### Task brief
Check each line of the records below for the word "native" and copy those where it appears.

### Material for this exercise
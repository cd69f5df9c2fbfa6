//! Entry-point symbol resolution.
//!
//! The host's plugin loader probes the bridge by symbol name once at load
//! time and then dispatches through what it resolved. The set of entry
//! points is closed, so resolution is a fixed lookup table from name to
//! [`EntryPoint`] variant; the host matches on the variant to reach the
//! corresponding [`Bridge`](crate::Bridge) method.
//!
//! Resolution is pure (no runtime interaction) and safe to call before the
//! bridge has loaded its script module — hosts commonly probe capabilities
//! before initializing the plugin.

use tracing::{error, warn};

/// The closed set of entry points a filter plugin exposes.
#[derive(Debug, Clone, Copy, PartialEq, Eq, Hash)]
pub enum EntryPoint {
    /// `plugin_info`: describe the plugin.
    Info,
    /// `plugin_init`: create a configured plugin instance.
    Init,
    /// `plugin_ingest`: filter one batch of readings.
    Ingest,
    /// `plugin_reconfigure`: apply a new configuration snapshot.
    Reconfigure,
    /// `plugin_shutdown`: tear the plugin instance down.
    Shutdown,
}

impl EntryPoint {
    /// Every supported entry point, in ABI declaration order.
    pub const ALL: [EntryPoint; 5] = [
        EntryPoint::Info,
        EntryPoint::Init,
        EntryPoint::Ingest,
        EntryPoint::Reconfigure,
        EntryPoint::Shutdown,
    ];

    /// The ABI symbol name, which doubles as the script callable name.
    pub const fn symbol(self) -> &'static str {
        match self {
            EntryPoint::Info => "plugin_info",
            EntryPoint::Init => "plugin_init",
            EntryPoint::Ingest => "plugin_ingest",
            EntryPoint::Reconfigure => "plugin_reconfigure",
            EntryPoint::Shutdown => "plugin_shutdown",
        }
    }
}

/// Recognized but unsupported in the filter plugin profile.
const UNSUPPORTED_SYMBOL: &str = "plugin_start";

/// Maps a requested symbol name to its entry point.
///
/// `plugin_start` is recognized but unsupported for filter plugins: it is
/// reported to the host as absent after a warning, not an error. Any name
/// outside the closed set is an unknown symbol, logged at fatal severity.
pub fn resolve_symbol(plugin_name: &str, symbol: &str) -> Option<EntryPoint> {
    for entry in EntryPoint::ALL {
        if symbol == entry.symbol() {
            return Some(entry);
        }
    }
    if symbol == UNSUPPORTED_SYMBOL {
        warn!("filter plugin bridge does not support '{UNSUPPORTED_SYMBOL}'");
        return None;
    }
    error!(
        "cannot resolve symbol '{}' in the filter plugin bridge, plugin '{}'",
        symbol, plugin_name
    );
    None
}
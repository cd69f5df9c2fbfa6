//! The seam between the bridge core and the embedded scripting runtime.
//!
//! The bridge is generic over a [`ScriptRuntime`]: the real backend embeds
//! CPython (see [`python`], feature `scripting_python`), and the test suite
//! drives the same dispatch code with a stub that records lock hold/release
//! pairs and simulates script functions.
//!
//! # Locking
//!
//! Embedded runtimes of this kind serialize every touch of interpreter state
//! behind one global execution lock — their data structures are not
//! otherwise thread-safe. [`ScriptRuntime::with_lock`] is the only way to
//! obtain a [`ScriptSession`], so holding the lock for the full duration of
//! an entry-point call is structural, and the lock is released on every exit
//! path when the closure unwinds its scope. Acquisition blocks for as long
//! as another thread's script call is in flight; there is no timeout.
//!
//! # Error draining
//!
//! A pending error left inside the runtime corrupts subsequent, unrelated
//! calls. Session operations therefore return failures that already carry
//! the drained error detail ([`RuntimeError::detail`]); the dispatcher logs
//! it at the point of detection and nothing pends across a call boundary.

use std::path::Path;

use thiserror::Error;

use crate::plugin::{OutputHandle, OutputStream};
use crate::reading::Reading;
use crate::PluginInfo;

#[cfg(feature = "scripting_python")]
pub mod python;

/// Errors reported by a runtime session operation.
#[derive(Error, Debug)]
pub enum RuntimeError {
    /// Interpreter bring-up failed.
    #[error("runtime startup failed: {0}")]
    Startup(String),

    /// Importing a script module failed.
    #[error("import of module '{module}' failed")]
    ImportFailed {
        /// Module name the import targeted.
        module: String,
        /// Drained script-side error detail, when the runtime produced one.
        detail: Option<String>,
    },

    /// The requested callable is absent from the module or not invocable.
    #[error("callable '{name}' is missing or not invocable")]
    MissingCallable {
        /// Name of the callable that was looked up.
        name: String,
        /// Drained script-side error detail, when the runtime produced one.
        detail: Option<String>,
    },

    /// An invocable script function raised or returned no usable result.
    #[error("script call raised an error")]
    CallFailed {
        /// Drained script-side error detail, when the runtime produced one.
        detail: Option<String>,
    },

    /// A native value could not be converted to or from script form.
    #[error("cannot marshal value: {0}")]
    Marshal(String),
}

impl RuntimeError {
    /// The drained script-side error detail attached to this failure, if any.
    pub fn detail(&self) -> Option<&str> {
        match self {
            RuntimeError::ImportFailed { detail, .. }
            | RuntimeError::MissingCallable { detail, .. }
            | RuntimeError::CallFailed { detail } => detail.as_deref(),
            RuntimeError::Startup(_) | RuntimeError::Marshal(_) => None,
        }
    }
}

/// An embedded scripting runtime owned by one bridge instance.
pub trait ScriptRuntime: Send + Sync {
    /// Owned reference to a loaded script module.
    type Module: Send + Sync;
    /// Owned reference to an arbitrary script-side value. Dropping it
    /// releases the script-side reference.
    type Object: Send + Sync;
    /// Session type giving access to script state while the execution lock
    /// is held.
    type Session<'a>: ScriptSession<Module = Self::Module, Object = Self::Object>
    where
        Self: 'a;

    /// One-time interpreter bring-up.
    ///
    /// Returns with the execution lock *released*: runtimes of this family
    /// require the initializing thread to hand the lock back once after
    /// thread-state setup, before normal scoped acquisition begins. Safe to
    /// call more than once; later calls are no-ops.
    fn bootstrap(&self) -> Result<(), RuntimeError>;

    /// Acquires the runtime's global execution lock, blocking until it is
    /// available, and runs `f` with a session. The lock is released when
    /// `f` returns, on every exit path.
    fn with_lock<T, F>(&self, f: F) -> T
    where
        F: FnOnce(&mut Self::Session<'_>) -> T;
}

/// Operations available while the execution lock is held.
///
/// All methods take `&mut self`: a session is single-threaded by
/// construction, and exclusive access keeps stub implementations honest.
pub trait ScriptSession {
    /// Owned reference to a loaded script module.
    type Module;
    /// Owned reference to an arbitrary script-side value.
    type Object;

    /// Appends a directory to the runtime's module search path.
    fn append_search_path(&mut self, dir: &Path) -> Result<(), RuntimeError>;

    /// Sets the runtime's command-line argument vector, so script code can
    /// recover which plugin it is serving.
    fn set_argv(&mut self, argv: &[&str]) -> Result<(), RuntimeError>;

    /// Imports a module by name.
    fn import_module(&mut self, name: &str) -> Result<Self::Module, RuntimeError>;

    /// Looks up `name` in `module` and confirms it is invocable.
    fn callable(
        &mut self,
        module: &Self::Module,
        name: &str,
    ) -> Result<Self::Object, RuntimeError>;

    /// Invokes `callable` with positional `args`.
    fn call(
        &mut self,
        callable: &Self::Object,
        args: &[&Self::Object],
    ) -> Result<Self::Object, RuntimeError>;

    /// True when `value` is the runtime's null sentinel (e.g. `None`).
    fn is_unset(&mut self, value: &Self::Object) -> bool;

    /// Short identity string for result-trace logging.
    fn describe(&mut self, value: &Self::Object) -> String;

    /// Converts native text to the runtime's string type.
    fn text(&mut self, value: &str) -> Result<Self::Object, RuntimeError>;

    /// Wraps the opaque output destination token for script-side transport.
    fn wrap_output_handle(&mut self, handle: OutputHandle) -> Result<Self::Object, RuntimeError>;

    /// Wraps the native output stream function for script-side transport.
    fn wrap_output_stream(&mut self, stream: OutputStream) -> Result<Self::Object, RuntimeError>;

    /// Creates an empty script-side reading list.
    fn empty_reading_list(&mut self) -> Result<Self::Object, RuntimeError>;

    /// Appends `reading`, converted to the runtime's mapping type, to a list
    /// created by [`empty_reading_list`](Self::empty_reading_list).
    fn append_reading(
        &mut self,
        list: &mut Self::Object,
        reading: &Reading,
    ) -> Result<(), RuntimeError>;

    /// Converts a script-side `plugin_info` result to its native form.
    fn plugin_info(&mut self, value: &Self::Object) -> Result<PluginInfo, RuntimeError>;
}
==
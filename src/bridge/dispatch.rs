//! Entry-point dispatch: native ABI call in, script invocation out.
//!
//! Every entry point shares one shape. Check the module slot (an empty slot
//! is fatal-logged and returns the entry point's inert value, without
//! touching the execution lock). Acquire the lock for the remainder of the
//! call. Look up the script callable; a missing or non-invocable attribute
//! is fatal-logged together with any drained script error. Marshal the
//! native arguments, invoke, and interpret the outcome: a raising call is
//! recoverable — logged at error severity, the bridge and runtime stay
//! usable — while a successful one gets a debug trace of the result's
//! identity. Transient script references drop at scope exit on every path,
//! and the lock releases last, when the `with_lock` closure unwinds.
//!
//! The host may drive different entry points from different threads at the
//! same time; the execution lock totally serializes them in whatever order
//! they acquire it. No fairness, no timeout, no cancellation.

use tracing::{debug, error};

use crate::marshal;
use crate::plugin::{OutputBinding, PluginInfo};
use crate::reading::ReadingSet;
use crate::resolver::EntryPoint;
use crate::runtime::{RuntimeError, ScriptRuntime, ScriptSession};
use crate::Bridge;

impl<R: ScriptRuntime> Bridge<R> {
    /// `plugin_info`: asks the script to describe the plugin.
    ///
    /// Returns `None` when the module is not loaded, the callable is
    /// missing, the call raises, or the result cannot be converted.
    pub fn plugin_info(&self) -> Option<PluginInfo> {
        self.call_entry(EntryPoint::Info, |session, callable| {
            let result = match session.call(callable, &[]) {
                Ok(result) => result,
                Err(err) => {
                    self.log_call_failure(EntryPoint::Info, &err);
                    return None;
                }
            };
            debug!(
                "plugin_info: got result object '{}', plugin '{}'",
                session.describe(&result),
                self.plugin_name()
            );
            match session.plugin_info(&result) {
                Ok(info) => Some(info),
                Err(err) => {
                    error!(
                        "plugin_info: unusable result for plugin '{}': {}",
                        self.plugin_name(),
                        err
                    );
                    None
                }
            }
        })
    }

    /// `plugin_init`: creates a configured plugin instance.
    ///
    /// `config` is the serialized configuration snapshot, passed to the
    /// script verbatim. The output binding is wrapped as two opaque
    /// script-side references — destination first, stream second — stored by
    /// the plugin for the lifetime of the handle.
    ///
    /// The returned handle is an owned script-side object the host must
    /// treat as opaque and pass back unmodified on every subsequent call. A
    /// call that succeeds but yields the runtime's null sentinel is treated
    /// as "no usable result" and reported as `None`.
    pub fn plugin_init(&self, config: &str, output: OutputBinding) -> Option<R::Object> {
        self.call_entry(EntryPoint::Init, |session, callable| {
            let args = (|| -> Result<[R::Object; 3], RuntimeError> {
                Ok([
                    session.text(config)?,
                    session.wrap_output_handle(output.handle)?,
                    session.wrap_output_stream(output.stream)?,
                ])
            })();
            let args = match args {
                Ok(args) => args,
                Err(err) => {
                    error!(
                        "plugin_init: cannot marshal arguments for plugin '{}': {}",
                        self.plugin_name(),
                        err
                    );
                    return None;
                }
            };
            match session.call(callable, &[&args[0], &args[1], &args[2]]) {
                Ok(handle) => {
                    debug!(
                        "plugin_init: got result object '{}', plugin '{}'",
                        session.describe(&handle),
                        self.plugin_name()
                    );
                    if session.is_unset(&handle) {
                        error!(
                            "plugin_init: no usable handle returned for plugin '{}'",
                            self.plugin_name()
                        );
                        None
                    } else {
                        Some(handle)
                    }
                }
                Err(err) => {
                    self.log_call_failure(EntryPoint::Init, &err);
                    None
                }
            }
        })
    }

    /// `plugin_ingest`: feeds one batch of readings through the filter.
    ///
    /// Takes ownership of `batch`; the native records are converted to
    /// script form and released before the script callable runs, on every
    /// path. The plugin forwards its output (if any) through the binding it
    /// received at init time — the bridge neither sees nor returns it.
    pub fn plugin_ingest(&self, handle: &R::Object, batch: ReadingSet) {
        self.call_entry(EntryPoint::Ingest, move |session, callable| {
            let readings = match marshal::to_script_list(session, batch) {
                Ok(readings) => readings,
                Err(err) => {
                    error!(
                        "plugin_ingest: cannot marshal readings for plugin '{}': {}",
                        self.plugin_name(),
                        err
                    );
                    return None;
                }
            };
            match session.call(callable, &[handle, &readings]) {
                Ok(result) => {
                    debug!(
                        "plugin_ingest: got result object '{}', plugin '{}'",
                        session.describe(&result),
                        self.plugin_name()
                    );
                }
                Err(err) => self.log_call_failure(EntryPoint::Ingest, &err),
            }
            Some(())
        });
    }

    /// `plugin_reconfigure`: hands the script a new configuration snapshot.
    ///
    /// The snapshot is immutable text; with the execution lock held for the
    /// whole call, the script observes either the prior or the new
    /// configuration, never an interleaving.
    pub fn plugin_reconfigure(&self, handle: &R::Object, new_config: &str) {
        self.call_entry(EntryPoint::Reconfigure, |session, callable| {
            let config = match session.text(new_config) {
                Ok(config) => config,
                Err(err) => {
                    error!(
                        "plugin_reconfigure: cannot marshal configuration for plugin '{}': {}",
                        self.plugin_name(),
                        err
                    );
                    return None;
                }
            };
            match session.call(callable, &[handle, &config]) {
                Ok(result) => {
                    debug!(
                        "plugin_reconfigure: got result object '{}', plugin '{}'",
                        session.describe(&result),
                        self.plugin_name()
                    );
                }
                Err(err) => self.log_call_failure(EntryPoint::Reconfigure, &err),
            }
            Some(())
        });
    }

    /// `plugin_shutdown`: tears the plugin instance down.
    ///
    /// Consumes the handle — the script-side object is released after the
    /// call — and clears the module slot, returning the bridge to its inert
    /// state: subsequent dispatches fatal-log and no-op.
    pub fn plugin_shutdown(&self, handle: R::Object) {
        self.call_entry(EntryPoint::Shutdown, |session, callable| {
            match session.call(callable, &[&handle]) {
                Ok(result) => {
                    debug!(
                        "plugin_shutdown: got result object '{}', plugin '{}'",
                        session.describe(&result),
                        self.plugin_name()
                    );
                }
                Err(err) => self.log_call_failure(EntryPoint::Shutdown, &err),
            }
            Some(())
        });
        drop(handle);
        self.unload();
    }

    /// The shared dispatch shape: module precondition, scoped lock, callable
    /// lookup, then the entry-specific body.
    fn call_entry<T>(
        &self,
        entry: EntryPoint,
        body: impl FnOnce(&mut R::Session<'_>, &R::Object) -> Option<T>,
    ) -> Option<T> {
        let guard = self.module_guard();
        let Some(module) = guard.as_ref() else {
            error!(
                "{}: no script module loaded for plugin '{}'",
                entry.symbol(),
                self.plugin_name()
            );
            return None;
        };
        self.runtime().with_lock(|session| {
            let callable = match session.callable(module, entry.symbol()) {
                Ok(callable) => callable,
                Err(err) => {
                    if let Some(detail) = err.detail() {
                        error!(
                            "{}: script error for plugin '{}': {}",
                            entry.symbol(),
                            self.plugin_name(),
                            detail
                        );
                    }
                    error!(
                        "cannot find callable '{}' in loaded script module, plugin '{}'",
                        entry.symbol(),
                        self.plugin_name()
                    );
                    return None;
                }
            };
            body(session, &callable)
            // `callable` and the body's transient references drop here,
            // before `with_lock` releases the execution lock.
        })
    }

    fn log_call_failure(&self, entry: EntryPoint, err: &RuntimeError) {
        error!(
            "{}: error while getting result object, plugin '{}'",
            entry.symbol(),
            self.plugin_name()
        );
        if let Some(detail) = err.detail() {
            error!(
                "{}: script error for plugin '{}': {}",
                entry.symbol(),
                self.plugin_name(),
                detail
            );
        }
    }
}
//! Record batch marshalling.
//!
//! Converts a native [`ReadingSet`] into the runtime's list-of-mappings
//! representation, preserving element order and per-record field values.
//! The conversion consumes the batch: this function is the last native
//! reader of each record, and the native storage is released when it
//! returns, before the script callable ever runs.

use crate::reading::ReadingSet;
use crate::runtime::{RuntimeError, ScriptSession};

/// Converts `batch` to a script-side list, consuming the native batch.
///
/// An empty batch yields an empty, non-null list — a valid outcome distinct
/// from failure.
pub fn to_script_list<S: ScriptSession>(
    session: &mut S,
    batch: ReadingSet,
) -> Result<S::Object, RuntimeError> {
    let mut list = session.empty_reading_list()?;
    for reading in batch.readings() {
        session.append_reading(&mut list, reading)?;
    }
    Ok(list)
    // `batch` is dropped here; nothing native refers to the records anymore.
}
* * *
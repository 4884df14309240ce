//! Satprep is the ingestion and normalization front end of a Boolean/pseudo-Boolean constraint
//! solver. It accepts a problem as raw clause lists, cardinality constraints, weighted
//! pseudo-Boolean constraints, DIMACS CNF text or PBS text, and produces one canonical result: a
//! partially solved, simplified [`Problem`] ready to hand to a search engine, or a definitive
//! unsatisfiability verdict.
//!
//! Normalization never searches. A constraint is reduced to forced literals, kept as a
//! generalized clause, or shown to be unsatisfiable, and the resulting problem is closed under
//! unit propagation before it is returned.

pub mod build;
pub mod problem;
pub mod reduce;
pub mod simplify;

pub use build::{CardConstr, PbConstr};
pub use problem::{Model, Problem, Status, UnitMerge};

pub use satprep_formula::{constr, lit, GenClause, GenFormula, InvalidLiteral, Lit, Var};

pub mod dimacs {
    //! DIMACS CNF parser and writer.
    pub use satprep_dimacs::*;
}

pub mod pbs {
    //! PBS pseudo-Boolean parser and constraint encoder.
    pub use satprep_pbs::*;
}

### Response to this task
    /// A native value could not be converted to or from script form.
    /// Converts native text to the runtime's string type.
    /// Wraps the native output stream function for script-side transport.
    /// Converts a script-side `plugin_info` result to its native form.
//! Entry-point dispatch: native ABI call in, script invocation out.
//! native arguments, invoke, and interpret the outcome: a raising call is
    /// Takes ownership of `batch`; the native records are converted to
//! Converts a native [`ReadingSet`] into the runtime's list-of-mappings
//! The conversion consumes the batch: this function is the last native
//! reader of each record, and the native storage is released when it
/// Converts `batch` to a script-side list, consuming the native batch.
    // `batch` is dropped here; nothing native refers to the records anymore.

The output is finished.